*** Data under study
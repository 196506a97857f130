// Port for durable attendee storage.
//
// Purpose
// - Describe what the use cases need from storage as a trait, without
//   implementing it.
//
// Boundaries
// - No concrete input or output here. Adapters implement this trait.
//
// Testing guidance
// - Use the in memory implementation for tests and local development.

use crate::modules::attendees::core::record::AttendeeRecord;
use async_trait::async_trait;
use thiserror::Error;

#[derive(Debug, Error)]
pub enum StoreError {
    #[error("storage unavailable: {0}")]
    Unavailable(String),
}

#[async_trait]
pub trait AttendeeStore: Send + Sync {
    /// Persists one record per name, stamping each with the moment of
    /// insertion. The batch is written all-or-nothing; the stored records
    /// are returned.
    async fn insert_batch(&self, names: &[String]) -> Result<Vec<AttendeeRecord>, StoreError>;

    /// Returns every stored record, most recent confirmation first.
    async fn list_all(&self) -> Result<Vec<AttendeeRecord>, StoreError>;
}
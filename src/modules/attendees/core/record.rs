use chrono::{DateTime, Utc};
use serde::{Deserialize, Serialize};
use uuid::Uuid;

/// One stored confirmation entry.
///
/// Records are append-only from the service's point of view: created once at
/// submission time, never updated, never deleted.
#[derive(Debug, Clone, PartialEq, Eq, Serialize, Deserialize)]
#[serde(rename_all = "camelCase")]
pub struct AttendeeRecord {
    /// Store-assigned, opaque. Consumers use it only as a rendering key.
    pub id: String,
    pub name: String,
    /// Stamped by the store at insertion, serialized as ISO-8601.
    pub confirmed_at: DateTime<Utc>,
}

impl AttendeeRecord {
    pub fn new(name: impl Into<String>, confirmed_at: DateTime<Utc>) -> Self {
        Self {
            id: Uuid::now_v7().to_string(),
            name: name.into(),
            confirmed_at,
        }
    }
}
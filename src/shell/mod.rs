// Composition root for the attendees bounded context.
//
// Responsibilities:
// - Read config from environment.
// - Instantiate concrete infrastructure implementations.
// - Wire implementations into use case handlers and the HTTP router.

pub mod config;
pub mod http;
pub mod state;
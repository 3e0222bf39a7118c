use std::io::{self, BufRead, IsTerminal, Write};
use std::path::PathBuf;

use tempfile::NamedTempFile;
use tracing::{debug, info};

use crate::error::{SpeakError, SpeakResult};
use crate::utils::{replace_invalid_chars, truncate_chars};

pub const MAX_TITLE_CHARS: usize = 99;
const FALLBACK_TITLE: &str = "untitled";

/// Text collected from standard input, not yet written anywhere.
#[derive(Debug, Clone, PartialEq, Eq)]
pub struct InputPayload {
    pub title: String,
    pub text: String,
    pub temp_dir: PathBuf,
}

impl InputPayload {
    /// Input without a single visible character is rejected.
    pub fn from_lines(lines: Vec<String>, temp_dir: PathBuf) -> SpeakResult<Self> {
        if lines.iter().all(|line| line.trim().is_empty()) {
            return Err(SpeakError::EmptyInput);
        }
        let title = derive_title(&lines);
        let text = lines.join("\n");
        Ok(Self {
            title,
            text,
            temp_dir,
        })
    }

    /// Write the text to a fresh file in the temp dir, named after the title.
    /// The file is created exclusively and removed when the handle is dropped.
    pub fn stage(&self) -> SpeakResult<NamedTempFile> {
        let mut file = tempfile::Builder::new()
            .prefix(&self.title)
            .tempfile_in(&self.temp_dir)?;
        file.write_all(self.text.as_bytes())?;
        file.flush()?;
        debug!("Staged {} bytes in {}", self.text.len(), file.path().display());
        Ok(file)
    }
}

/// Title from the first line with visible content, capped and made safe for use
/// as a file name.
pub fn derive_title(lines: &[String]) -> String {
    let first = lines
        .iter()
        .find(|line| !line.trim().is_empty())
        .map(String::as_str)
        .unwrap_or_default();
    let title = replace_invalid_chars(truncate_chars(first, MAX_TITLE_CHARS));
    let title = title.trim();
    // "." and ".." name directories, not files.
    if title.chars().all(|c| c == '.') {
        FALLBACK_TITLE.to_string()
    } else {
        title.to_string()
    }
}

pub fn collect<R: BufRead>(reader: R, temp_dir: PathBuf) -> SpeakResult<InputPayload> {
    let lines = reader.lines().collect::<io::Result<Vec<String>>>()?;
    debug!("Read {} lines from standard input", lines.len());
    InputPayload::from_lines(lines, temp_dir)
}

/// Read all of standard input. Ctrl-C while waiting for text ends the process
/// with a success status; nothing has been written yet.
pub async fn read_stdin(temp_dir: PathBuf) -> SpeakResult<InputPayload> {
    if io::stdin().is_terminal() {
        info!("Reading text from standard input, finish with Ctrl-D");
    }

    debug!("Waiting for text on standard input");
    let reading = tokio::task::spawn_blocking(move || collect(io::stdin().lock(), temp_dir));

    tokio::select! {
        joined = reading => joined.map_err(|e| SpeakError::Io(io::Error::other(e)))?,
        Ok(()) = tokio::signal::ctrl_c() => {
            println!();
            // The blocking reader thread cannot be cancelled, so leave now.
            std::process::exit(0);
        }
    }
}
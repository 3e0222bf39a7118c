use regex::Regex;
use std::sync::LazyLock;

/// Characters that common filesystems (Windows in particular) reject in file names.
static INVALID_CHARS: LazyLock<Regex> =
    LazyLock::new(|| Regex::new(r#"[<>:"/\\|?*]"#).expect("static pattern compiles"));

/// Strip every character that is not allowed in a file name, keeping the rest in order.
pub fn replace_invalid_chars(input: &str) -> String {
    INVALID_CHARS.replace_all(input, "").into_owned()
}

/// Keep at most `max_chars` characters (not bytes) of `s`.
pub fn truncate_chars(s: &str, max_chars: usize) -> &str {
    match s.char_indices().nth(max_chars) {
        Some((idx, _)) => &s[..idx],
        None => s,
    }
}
******
*** Data under study
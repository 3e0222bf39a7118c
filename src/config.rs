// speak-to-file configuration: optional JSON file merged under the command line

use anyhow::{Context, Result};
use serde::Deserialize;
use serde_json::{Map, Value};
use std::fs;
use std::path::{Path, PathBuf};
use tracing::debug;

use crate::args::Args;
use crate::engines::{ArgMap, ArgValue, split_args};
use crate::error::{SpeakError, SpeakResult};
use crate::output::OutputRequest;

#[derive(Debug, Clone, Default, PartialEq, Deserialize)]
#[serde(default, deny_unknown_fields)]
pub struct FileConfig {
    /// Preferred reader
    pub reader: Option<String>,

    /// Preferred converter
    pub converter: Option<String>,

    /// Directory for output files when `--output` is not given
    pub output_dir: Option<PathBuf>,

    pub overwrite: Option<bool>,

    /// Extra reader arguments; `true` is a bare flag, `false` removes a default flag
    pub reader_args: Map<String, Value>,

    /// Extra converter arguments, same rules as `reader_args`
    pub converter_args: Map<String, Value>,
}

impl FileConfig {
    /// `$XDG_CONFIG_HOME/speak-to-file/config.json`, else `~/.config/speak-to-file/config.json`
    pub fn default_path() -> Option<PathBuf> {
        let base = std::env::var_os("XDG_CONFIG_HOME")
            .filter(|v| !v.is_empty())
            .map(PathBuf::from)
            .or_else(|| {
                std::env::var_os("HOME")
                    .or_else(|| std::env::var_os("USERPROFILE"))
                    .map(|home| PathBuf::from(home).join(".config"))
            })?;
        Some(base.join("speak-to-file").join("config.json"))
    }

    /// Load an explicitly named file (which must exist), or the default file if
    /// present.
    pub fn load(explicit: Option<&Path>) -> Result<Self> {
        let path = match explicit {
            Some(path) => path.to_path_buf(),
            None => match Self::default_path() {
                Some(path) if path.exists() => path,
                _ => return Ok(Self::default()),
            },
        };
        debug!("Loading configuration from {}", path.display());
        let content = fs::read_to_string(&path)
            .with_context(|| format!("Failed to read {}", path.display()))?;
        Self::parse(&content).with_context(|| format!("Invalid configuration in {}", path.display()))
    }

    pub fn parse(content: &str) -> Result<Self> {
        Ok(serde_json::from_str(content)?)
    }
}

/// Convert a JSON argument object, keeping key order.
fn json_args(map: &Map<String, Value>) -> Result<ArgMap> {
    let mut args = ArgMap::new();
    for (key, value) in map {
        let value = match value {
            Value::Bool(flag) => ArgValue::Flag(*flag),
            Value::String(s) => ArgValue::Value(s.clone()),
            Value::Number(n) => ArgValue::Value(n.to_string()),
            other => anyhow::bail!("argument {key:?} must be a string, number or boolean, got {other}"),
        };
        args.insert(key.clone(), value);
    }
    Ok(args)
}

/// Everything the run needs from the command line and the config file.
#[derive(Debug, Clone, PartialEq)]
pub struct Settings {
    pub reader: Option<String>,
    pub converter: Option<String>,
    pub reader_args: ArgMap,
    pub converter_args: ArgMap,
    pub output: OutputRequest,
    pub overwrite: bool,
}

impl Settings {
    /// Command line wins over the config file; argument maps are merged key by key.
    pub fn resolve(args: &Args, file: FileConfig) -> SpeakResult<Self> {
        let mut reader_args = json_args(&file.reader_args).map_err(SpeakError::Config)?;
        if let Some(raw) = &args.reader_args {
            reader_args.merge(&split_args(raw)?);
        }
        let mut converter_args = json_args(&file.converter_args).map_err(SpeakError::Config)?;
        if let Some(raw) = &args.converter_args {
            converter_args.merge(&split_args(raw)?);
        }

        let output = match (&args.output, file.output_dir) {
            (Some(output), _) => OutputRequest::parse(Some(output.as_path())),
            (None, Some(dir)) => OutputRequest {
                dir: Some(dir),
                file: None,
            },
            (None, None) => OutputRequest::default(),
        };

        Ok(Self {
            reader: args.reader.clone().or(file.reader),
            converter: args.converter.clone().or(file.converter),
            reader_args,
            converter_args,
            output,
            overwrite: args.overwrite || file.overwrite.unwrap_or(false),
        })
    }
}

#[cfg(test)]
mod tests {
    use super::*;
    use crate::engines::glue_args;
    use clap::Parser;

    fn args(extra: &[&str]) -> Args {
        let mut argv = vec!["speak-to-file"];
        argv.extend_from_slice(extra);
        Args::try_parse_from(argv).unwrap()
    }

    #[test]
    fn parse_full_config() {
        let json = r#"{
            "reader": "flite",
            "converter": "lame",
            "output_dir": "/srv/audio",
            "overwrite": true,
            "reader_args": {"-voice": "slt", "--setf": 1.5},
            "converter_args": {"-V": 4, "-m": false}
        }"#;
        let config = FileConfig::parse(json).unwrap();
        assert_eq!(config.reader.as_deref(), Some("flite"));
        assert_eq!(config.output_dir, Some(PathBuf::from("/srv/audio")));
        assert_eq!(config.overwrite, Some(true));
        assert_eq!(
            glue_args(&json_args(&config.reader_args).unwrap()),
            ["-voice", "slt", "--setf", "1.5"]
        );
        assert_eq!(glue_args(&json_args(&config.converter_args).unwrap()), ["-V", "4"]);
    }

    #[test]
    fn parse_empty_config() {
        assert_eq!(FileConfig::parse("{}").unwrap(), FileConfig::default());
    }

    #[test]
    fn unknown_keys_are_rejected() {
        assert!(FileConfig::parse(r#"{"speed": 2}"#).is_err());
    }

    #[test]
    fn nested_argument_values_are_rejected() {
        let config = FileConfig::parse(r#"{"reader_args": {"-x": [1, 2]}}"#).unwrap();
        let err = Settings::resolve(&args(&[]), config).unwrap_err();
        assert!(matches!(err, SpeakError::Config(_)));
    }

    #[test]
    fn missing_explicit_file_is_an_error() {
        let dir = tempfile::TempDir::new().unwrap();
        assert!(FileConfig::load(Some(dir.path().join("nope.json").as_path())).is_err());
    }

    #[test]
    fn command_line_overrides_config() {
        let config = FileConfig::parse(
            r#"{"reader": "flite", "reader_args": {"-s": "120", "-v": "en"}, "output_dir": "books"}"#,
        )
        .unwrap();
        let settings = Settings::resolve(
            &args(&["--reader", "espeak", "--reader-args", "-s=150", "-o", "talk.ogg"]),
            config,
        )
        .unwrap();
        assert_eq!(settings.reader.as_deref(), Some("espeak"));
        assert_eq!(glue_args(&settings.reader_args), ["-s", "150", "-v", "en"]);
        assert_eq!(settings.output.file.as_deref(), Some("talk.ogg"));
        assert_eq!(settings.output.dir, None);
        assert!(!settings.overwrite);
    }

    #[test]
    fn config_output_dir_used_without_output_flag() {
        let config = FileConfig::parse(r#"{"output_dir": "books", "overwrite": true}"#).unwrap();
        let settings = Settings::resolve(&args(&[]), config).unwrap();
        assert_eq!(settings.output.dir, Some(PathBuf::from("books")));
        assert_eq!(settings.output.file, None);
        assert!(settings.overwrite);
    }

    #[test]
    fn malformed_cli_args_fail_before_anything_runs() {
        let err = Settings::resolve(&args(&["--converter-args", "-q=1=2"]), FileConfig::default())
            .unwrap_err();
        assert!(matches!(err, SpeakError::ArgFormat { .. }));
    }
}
******
*** Data under study
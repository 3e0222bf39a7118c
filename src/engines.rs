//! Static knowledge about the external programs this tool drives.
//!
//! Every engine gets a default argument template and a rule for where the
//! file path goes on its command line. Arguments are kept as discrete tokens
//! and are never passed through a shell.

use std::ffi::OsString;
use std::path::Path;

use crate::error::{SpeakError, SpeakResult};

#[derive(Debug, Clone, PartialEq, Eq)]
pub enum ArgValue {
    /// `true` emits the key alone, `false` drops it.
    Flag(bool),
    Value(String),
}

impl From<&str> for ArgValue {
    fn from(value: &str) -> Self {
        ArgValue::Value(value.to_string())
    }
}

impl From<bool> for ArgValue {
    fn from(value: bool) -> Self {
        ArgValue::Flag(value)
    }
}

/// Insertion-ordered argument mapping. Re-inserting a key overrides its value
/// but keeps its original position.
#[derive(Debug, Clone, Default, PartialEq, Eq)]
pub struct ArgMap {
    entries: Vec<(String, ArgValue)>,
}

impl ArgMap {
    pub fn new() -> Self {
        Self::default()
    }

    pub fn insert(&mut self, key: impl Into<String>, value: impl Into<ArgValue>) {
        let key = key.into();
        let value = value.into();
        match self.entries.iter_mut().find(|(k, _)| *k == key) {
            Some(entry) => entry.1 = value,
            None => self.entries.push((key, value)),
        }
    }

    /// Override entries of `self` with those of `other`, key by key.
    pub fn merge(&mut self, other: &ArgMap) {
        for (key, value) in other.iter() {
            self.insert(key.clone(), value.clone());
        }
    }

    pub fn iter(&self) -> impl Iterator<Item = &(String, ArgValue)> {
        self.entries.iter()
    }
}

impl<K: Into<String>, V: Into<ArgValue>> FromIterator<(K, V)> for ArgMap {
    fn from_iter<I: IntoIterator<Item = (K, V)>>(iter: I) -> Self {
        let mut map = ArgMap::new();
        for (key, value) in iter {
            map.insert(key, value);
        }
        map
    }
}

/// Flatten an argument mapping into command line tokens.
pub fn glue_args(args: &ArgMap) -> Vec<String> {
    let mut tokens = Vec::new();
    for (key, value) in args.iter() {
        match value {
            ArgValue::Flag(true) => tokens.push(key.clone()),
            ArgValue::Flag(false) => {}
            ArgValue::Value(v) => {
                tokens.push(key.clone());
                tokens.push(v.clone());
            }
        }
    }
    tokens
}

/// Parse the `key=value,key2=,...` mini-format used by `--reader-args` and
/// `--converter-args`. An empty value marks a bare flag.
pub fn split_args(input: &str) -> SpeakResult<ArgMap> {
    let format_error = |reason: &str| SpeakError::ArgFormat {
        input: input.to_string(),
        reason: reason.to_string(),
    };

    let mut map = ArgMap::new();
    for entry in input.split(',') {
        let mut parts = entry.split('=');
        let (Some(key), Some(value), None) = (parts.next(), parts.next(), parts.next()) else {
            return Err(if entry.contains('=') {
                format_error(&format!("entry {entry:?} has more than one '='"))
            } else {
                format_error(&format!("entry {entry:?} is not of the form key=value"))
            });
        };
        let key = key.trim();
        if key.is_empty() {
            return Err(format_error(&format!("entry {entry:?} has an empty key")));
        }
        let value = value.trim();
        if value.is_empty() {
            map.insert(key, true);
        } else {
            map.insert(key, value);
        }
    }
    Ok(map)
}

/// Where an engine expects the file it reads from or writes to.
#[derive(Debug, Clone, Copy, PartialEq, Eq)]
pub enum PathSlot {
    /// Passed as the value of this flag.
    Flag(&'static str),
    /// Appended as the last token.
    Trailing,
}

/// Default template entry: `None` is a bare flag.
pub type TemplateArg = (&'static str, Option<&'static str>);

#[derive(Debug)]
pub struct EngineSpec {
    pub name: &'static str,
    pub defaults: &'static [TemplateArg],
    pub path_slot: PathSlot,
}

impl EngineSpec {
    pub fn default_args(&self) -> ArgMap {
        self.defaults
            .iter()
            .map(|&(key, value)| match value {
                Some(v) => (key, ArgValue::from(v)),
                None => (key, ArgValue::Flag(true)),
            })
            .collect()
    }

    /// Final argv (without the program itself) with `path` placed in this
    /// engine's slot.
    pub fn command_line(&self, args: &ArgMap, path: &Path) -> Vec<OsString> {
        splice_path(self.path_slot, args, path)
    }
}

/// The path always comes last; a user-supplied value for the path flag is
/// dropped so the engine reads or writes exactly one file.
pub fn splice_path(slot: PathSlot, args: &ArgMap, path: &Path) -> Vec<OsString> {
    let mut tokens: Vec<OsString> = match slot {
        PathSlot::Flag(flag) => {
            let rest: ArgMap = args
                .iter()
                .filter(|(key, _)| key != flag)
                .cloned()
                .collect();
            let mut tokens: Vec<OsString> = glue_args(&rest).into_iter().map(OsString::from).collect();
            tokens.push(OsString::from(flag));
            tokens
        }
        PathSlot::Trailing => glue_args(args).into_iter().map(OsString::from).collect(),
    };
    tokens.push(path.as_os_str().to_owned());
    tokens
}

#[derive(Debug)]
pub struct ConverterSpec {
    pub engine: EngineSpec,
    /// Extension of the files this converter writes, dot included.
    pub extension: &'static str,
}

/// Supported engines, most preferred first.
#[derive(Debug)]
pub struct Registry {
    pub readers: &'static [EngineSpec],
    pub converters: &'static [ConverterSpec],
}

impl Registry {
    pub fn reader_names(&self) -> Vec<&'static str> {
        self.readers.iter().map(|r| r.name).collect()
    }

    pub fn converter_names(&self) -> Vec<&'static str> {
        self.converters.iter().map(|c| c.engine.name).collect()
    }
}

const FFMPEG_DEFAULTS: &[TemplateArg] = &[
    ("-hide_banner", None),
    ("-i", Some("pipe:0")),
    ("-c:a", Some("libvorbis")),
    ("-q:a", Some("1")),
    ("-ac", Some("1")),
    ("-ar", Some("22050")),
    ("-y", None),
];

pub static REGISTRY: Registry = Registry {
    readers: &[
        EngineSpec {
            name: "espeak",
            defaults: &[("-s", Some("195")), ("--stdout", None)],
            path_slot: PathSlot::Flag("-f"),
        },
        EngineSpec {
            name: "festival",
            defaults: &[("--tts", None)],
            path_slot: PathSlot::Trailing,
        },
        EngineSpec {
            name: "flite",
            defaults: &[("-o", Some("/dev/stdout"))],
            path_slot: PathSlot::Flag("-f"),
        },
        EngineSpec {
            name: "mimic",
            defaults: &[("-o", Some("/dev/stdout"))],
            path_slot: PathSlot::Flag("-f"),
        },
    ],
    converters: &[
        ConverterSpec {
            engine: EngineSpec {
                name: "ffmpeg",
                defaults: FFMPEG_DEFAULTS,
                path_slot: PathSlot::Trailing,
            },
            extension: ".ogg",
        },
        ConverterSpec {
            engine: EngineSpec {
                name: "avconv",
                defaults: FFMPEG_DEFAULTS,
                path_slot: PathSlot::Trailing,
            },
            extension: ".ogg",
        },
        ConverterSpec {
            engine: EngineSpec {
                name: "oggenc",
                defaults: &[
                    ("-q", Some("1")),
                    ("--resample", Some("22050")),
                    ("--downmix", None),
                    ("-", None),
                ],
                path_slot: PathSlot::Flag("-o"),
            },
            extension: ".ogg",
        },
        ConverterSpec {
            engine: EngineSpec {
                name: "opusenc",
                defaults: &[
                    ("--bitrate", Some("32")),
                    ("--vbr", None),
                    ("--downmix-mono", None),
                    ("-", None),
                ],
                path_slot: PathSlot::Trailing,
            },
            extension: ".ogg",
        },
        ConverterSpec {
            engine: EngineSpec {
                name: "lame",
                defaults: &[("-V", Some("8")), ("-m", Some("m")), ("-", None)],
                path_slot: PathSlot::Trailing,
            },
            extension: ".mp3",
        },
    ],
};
******
Your instructions >>
Filter the records above for "confirmation" and copy every matching line.

Task output >>
    /// Returns every stored record, most recent confirmation first.
/// One stored confirmation entry.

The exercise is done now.